# Tricks for Removing Lettering from Boxcars



## tmmhead (Feb 22, 2008)

I am trying to re-decal a boxcar and need to remove some factory lettering as was wondering if there are any tricks to achieve this task. This is on an aristocraft boxcar and it would like to avoid repainting the entire car if I can just overlay the decals. Since the lettering is in black it shows through the decal very clearly so it will need to be removed. I have tried Testors ELO and it worked great at removing the paint around the letter but not the letters themselves.

Any assistance is greatly appreciated,

Tim


----------



## Stan Cedarleaf (Jan 2, 2008)

Tim... Probably not the answer you're looking for but..........









There is no REAL solution for lettering removal.
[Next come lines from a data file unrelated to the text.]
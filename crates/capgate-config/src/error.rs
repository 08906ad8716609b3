use std::io;
use thiserror::Error;

/// Configuration error type.
#[derive(Debug, Error)]
pub enum ConfigError {
    /// Failed to read configuration file.
    #[error("Failed to read config file at {path}: {source}")]
    ReadError {
        /// Path to the config file that could not be read.
        path: String,
        /// Underlying I/O error.
        #[source]
        source: io::Error,
    },

    /// Failed to parse TOML configuration.
    #[error("Failed to parse config file at {path}: {source}")]
    ParseError {
        /// Path to the config file (or `<string>` for inline sources).
        path: String,
        /// Underlying TOML parse error.
        #[source]
        source: toml::de::Error,
    },

    /// Configuration validation failed.
    #[error("Validation error in field '{field}': {message}")]
    ValidationError {
        /// Field that failed validation.
        field: String,
        /// Validation failure description.
        message: String,
    },

    /// Environment variable held an unusable value.
    #[error("Environment variable '{var_name}': {message}")]
    EnvError {
        /// Name of the environment variable.
        var_name: String,
        /// Error description.
        message: String,
    },
}

impl ConfigError {
    pub(crate) fn validation(field: impl Into<String>, message: impl Into<String>) -> Self {
        Self::ValidationError {
            field: field.into(),
            message: message.into(),
        }
    }
}

/// Result type for configuration operations.
pub type ConfigResult<T> = Result<T, ConfigError>;
//! Capgate Audit - Access decision audit trail.
//!
//! This crate provides:
//! - [`AccessRecord`], one entry per authorization outcome
//! - The [`AccessLogger`] sink trait
//! - Sinks: [`TracingAccessLogger`], [`MemoryAccessLog`],
//!   [`FanoutAccessLogger`], [`NullAccessLogger`]
//!
//! The audit trail is a side channel. Sinks observe decisions that have
//! already been made; nothing here is ever consulted to make one.
//!
//! # Example
//!
//! ```
//! use capgate_audit::{AccessDecision, AccessLogger, AccessRecord, MemoryAccessLog};
//! use capgate_core::{InvocationId, PrincipalId, Policy};
//!
//! let log = MemoryAccessLog::new(16);
//! log.log(
//!     AccessRecord::new(
//!         InvocationId::new(),
//!         PrincipalId::new("alice"),
//!         "users",
//!         "users/123",
//!         "read",
//!         AccessDecision::Allowed,
//!     )
//!     .with_policies(vec![Policy::allow("users/*", "read")]),
//! );
//!
//! assert_eq!(log.count(AccessDecision::Allowed), 1);
//! ```

#![deny(unsafe_code)]
#![deny(missing_docs)]
#![deny(clippy::all)]
#![warn(unreachable_pub)]
#![deny(clippy::unwrap_used)]
#![cfg_attr(test, allow(clippy::unwrap_used))]

pub mod prelude;

mod logger;
mod memory;
mod record;

pub use logger::{
    ACCESS_TARGET, AccessLogger, FanoutAccessLogger, NullAccessLogger, TracingAccessLogger,
};
pub use memory::MemoryAccessLog;
pub use record::{AccessDecision, AccessRecord, RESOURCE_LEVEL_ACTION};
//! Access records and decisions.

use capgate_core::{DenialReason, InvocationId, Policy, PrincipalId, ResourcePath};
use chrono::{DateTime, Utc};
use serde::{Deserialize, Serialize};
use std::fmt;
use uuid::Uuid;

/// Action recorded for outcomes that concern the resource as a whole rather
/// than one required action (missing resource, bad modifier configuration,
/// invocations with no required actions).
pub const RESOURCE_LEVEL_ACTION: &str = "invoke";

/// Outcome of an authorization decision.
#[derive(Debug, Clone, Copy, PartialEq, Eq, Hash, Serialize, Deserialize)]
#[serde(rename_all = "snake_case")]
pub enum AccessDecision {
    /// Access granted as-is.
    Allowed,
    /// Access refused.
    Denied,
    /// Access granted through at least one modifier.
    Filtered,
}

impl AccessDecision {
    /// Whether the invocation was let through.
    #[must_use]
    pub fn is_granted(self) -> bool {
        !matches!(self, Self::Denied)
    }
}

impl fmt::Display for AccessDecision {
    fn fmt(&self, f: &mut fmt::Formatter<'_>) -> fmt::Result {
        match self {
            Self::Allowed => write!(f, "allowed"),
            Self::Denied => write!(f, "denied"),
            Self::Filtered => write!(f, "filtered"),
        }
    }
}

/// A single audit trail entry.
#[derive(Debug, Clone, PartialEq, Serialize, Deserialize)]
pub struct AccessRecord {
    /// Unique record identifier.
    pub id: Uuid,
    /// When the decision was made.
    pub timestamp: DateTime<Utc>,
    /// Invocation this record belongs to. Several records can share one.
    pub invocation: InvocationId,
    /// Principal that attempted the access.
    pub principal: PrincipalId,
    /// Code of the resource being invoked.
    pub resource: String,
    /// Path the decision concerns.
    pub path: ResourcePath,
    /// Action the decision concerns.
    pub action: String,
    /// Policies that contributed to the decision.
    pub policies: Vec<Policy>,
    /// The decision.
    pub decision: AccessDecision,
    /// Why access was refused, for denied records.
    #[serde(default, skip_serializing_if = "Option::is_none")]
    pub reason: Option<DenialReason>,
}

impl AccessRecord {
    /// Create a record with no contributing policies.
    #[must_use]
    pub fn new(
        invocation: InvocationId,
        principal: PrincipalId,
        resource: impl Into<String>,
        path: impl Into<ResourcePath>,
        action: impl Into<String>,
        decision: AccessDecision,
    ) -> Self {
        Self {
            id: Uuid::new_v4(),
            timestamp: Utc::now(),
            invocation,
            principal,
            resource: resource.into(),
            path: path.into(),
            action: action.into(),
            policies: Vec::new(),
            decision,
            reason: None,
        }
    }

    /// Create a resource-level record, keyed by the resource code.
    #[must_use]
    pub fn resource_level(
        invocation: InvocationId,
        principal: PrincipalId,
        resource: &str,
        decision: AccessDecision,
    ) -> Self {
        Self::new(
            invocation,
            principal,
            resource,
            resource,
            RESOURCE_LEVEL_ACTION,
            decision,
        )
    }

    /// Attach contributing policies.
    #[must_use]
    pub fn with_policies(mut self, policies: Vec<Policy>) -> Self {
        self.policies = policies;
        self
    }

    /// Attach a denial reason.
    #[must_use]
    pub fn with_reason(mut self, reason: DenialReason) -> Self {
        self.reason = Some(reason);
        self
    }

    /// Whether this record concerns the resource as a whole.
    #[must_use]
    pub fn is_resource_level(&self) -> bool {
        self.action == RESOURCE_LEVEL_ACTION && self.path.joined() == self.resource
    }
}

#[cfg(test)]
mod tests {
    use super::*;

    #[test]
    fn test_resource_level_record() {
        let record = AccessRecord::resource_level(
            InvocationId::new(),
            PrincipalId::new("alice"),
            "reports",
            AccessDecision::Denied,
        )
        .with_reason(DenialReason::ResourceNotFound);

        assert!(record.is_resource_level());
        assert_eq!(record.path.joined(), "reports");
        assert_eq!(record.reason, Some(DenialReason::ResourceNotFound));
        assert!(!record.decision.is_granted());
    }

    #[test]
    fn test_serializes_decision_snake_case() {
        let record = AccessRecord::new(
            InvocationId::new(),
            PrincipalId::new("alice"),
            "users",
            ["users", "1"],
            "read",
            AccessDecision::Filtered,
        );
        let json = serde_json::to_value(&record).unwrap();
        assert_eq!(json["decision"], "filtered");
        assert_eq!(json["path"], serde_json::json!(["users", "1"]));
        assert!(json.get("reason").is_none());
    }

    #[test]
    fn test_filtered_is_granted() {
        assert!(AccessDecision::Filtered.is_granted());
        assert!(AccessDecision::Allowed.is_granted());
        assert_eq!(AccessDecision::Denied.to_string(), "denied");
    }
}
//! Prelude module - commonly used types for convenient import.
//!
//! Use `use capgate_core::prelude::*;` to import all essential types.

// Errors
pub use crate::{AuthorizationError, AuthorizationResult, DenialReason};

// Identity and policies
pub use crate::{Effect, Policy, Principal, PrincipalId};

// Paths and actions
pub use crate::{ActionGroup, RequiredAction, ResourcePath};

// Correlation
pub use crate::InvocationId;
//! Test fixtures for principals, policies, and resources.

use serde_json::Value;
use std::sync::Arc;

use capgate_core::{ActionGroup, Policy, Principal};
use capgate_runtime::{Resource, ResourceBuilder};

/// Principal ID used by [`test_principal`].
pub const TEST_PRINCIPAL_ID: &str = "test-user";

/// Create a test principal holding `policies`.
#[must_use]
pub fn test_principal(policies: Vec<Policy>) -> Principal {
    Principal::new(TEST_PRINCIPAL_ID, policies)
}

/// Allow policy.
#[must_use]
pub fn allow(resource: &str, action: &str) -> Policy {
    Policy::allow(resource, action)
}

/// Deny policy.
#[must_use]
pub fn deny(resource: &str, action: &str) -> Policy {
    Policy::deny(resource, action)
}

/// Modify policy without an argument.
#[must_use]
pub fn modify(resource: &str, action: &str, modifier: &str) -> Policy {
    Policy::modify(resource, action, modifier)
}

/// Extract actions from an echo input.
///
/// `path` (string or array of segments) defaults to the resource code,
/// `actions` defaults to `["read"]`.
fn echo_actions(code: &str, input: &Value) -> Vec<ActionGroup> {
    let actions: Vec<String> = input["actions"].as_array().map_or_else(
        || vec!["read".to_string()],
        |actions| {
            actions
                .iter()
                .filter_map(Value::as_str)
                .map(str::to_string)
                .collect()
        },
    );

    match &input["path"] {
        Value::String(path) => vec![ActionGroup::new(path.as_str(), actions)],
        Value::Array(segments) => {
            let segments: Vec<String> = segments
                .iter()
                .filter_map(Value::as_str)
                .map(str::to_string)
                .collect();
            vec![ActionGroup::new(segments, actions)]
        },
        _ => vec![ActionGroup::new(code, actions)],
    }
}

/// Builder for a resource whose extractor reads `path`/`actions` from the
/// input. Finish it with your own handler.
#[must_use]
pub fn echo_resource_builder(code: &str) -> ResourceBuilder {
    let owned = code.to_string();
    Resource::builder(code, move |input: &Value| echo_actions(&owned, input))
}

/// A resource that returns its input unchanged.
#[must_use]
pub fn echo_resource(code: &str) -> Resource {
    echo_resource_builder(code)
        .handler(|input: Value, _principal: Arc<Principal>| async move { Ok(input) })
}

#[cfg(test)]
mod tests {
    use super::*;
    use serde_json::json;

    #[test]
    fn test_policy_fixtures() {
        assert!(deny("a", "b").is_deny());
        assert_eq!(allow("users/*", "read").resource_pattern(), "users/*");
        assert_eq!(
            modify("users", "read", "redact").modifier(),
            Some(("redact", None))
        );
    }

    #[test]
    fn test_principal_fixture() {
        let principal = test_principal(vec![allow("x", "y")]);
        assert_eq!(principal.id().as_str(), TEST_PRINCIPAL_ID);
        assert_eq!(principal.policies().len(), 1);
    }

    #[test]
    fn test_echo_actions() {
        let resource = echo_resource("echo");

        let defaults = resource.required_actions(&json!({}));
        assert_eq!(defaults.len(), 1);
        assert_eq!(defaults[0].to_string(), "echo#read");

        let explicit =
            resource.required_actions(&json!({"path": ["a", "b"], "actions": ["x", "y"]}));
        let rendered: Vec<String> = explicit.iter().map(ToString::to_string).collect();
        assert_eq!(rendered, vec!["a/b#x", "a/b#y"]);
    }
}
It depends on the manufacturer, age of the car, etc., etc., etc.......

Some can be cleaned with denatured alcohol, others take brake fluid. I've mixed denatured alcohol and Acetone, (dangerous). 400-1500 grit wet dry sand paper (used wet) 

Best solution I've found is to take it off with the wet dry, repaint the car and the apply the new decals.


----------



## Scottychaos (Jan 2, 2008)

I had good luck removing lettering on a Bachmann spectrum mogul tender just using brake fluid.. 
the trick is let the fluid sit long enough to soften and remove the lettering, but not so long that it begins to dissolve the underlying paint.. 

use an old stiff paintbrush or toothbrush, and scrub at the lettering as it begins to dissolve. 
For whatever paint bachmann used for the tender and lettering, it worked very well.. 
in my case, the lettering dissolved nicely and the underlying black paint was hardly touched.. 
but as Stan said, there are a lot of variables..there is no one method that works in all situations. 

With other paints, and other manufacturers, this method might not work at all! and the "base paint" might dissolve immediately.. 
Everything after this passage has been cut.